37Dr. Beland’s CNRs demonstrate that the applicant’s anxiety and depression were “severe” and that his sleep was “beyond terrible” and based on this, Dr. Beland supported the applicant’s short-term disability (“STD”) claim, which was ultimately unsuccessful. One point of significance highlighted by the applicant is a letter written by Dr. Beland in support of the applicant’s STD denial where she states that the applicant’s symptoms were exacerbated because of the accident, but unfortunately her clinical notes and records do not support such a position nor has this been elaborated. I still put significant weight on Dr. Beland’s CNRs as the applicant had several appointments with Dr. Beland before and after the accident. Although there are a multitude of visits post-accident, there are very few and minor mentions of the accident.
38As mentioned above, the report of Dr. Cook, Psych Assoc., describe that the applicant started to experience psychological difficulties shortly after the accident contrary to Dr. Beland’s CNRs, I therefore do not put much weight to this report.
39I prefer again the information contained in the insurer examination of Dr. Gooden, Ph.D., C. Psych., who reviewed a much more extensive file of documents to assist with her conclusions. and concluded the applicant did not meet DSM-5 diagnostic criteria for a formal diagnosis as a result of the accident, and that he has sustained a minor injury (as defined by the Schedule) as a result of the accident from a psychological perspective.
40Having a pre-accident psychological condition does not automatically remove someone from the MIG, unlike the position the applicant is taking. It must be shown that the pre-existing psychological condition precludes maximal recovery from any accident-related minor injury if he were kept in the MIG.
41When analyzing s. 18(2) of the Schedule, it is undisputed that the applicant has a pre-existing medical condition and that the pre-existing medical condition was documented by a health practitioner, Dr. Beland, before the accident. But I have not been convinced that the applicant’s treating health practitioner determined and provided compelling evidence that the pre-existing psychological condition will prevent maximal recovery from the minor injury if the person is subject to the MIG limit.

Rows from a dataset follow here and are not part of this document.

//! Journey assembly.
//!
//! Turns every journey block of a results page into a validated
//! [`Journey`]. Blocks are independent: one that cannot be assembled is
//! dropped and recorded, and the rest of the page is still used.

use chrono::{Duration, NaiveDate, NaiveDateTime};
use scraper::Html;
use tracing::{debug, warn};

use super::interpret::{
    DateContext, InterpretError, parse_availability, parse_date, parse_distance, parse_price,
    parse_seat_type, ride_times,
};
use super::markup::{
    RawDirectRide, RawFareRow, RawJourneyBlock, RawRideDetail, RawRideLabel, RawRoute,
    extract_page,
};
use crate::domain::{DomainError, Fare, Journey, Leg, Station, link_legs};

/// Why a journey block was dropped.
#[derive(Debug, Clone, PartialEq, thiserror::Error)]
pub enum BlockError {
    /// A transfer table needs one more station label than train details
    #[error("transfer table has {labels} station labels for {details} trains")]
    LabelCountMismatch { labels: usize, details: usize },

    /// A ride time could not be read
    #[error(transparent)]
    Time(#[from] InterpretError),

    /// The legs or fares broke a journey invariant
    #[error(transparent)]
    Domain(#[from] DomainError),
}

/// A block that did not become a journey.
#[derive(Debug, Clone, PartialEq)]
pub struct DroppedBlock {
    /// Position of the block on the page, counting from zero.
    pub index: usize,
    pub reason: BlockError,
}

/// The outcome of assembling one results page.
#[derive(Debug, Clone, Default, PartialEq)]
pub struct Assembly {
    journeys: Vec<Journey>,
    dropped: Vec<DroppedBlock>,
}

impl Assembly {
    /// Journeys in page order.
    pub fn journeys(&self) -> &[Journey] {
        &self.journeys
    }

    /// Blocks that were skipped, in page order.
    pub fn dropped(&self) -> &[DroppedBlock] {
        &self.dropped
    }

    pub fn into_journeys(self) -> Vec<Journey> {
        self.journeys
    }

    /// Returns the journeys only if no block was dropped; otherwise the
    /// first dropped block.
    pub fn into_strict(self) -> Result<Vec<Journey>, DroppedBlock> {
        match self.dropped.into_iter().next() {
            Some(first) => Err(first),
            None => Ok(self.journeys),
        }
    }
}

/// Assembles journeys from parsed results pages.
#[derive(Debug, Clone, Copy)]
pub struct JourneyAssembler {
    dates: DateContext,
}

impl JourneyAssembler {
    /// Creates an assembler that reads ride dates against `dates`.
    pub fn new(dates: DateContext) -> Self {
        Self { dates }
    }

    /// Assemble every journey block on the page.
    ///
    /// A page without journey blocks yields an empty assembly.
    pub fn assemble(&self, document: &Html) -> Assembly {
        let page = extract_page(document);
        let mut assembly = Assembly::default();

        for (index, block) in page.blocks.iter().enumerate() {
            match self.assemble_block(block, &page.origin_name, &page.destination_name) {
                Ok(journey) => assembly.journeys.push(journey),
                Err(reason) => {
                    warn!(block = index, error = %reason, "Dropping journey block");
                    assembly.dropped.push(DroppedBlock { index, reason });
                }
            }
        }

        debug!(
            blocks = page.blocks.len(),
            journeys = assembly.journeys.len(),
            dropped = assembly.dropped.len(),
            "Assembled results page"
        );

        assembly
    }

    fn assemble_block(
        &self,
        block: &RawJourneyBlock,
        page_origin: &str,
        page_destination: &str,
    ) -> Result<Journey, BlockError> {
        let date = parse_date(&block.date, &self.dates);
        let distance = parse_distance(&block.distance);

        let legs = match &block.route {
            RawRoute::Transfer { labels, details } => transfer_legs(date, labels, details)?,
            RawRoute::Direct(ride) => vec![direct_leg(date, ride, page_origin, page_destination)?],
        };
        let legs = link_legs(legs)?;
        let fares = block.fare_rows.iter().flat_map(row_fares).collect();

        Ok(Journey::new(distance, legs, fares)?)
    }
}

/// Build one leg per train detail, riding from label `k` to label `k + 1`.
fn transfer_legs(
    date: NaiveDate,
    labels: &[RawRideLabel],
    details: &[RawRideDetail],
) -> Result<Vec<Leg>, BlockError> {
    if labels.len() != details.len() + 1 {
        return Err(BlockError::LabelCountMismatch {
            labels: labels.len(),
            details: details.len(),
        });
    }

    let mut legs = Vec::with_capacity(details.len());
    // Last arrival actually printed on the page; sentinel times never move dates
    let mut previous_arrival: Option<NaiveDateTime> = None;

    for (sequence, (detail, ends)) in details.iter().zip(labels.windows(2)).enumerate() {
        let (from, to) = (&ends[0], &ends[1]);
        let ride_date = previous_arrival.map_or(date, |arrival| arrival.date());
        let (mut departs, mut arrives) =
            ride_times(ride_date, from.departure_text(), to.arrival_text())?;

        // A connection after midnight departs on the following day
        if from.departure.is_some() && previous_arrival.is_some_and(|arrival| departs < arrival) {
            departs += Duration::days(1);
            arrives += Duration::days(1);
        }
        previous_arrival = to.arrival.is_some().then_some(arrives);

        legs.push(Leg::new(
            sequence,
            detail.train_name.as_str(),
            Station::placeholder(from.station_name.as_str()),
            departs,
            Station::placeholder(to.station_name.as_str()),
            arrives,
        ));
    }

    Ok(legs)
}

fn direct_leg(
    date: NaiveDate,
    ride: &RawDirectRide,
    page_origin: &str,
    page_destination: &str,
) -> Result<Leg, BlockError> {
    let (departs, arrives) = ride_times(date, &ride.departure, &ride.arrival)?;
    let origin = ride.origin_name.as_deref().unwrap_or(page_origin);
    let destination = ride.destination_name.as_deref().unwrap_or(page_destination);

    Ok(Leg::new(
        0,
        ride.train_name.as_str(),
        Station::placeholder(origin),
        departs,
        Station::placeholder(destination),
        arrives,
    ))
}

fn row_fares(row: &RawFareRow) -> Vec<Fare> {
    let seat_type = parse_seat_type(&row.seat_label);
    row.marked_cells()
        .map(|(ticket_type, cell)| {
            Fare::new(
                seat_type,
                ticket_type,
                parse_availability(&cell.status),
                parse_price(&cell.price),
            )
        })
        .collect()
}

42As a result, I find that the applicant suffered minor injuries as a result of the accident which are treatable within the MIG. The applicant has not convinced me that the pre-existing condition will prevent maximal recovery from the minor injury if the person is subject to the $3,500.00 limit under the MIG.
The applicant did not suffer from physical injuries that fall outside of the MIG
43I find that the evidence establishes that the applicant’s physical injuries fall within the minor injury definition.
44The applicant relies on Dr. Cook’s report that describe his symptoms as ongoing pain in his left shin and knee, low back pain, neck and shoulder pain and headaches that have been persisting since the accident, but I accord little weight to this coming from a psychological screening interview.
45The applicant also claims that physical therapy has led to positive outcomes and that medical records and assessments from Mediwise Healthcare Centre demonstrate that ongoing treatments are reasonable and necessary to improve his quality of life. Dr. Rakkar, chiropractor, indicated that the injuries were sprains and strains and the prognosis was determined to be poor based on the sustained injuries.
46In response, the respondent relies on the clinical notes and records of Dr. Beland, and two independent section 44 evaluations: a musculoskeletal assessment completed by Dr. Pankaj Bansal, family physician, a musculoskeletal assessment completed by Dr. Eric Silver, family physician. While a functional abilities evaluation by Dr. Hytman, chiropractor was also performed, the respondent has not used it in submissions.
47The respondent argues that the applicant did not seek medical attention after the accident. Although the applicant saw Dr. Beland, his family doctor, approximately five times in the weeks following the accident, he did not mention the accident for two months and only in passing while discussing other issues. He stated that he was not injured at the time but noticed back pain several days later. No diagnosis tests were ordered, no medication prescribed nor were there recommendations to pursue specific treatments at the time. The medical appointments dealt with another ongoing unrelated medical issue.
48In relation to the OCF-23 from Mediwise Health Care Centre provided by the applicant to suggest a need for treatment, the respondent suggests that they include more injuries than were ever reported to Dr. Beland.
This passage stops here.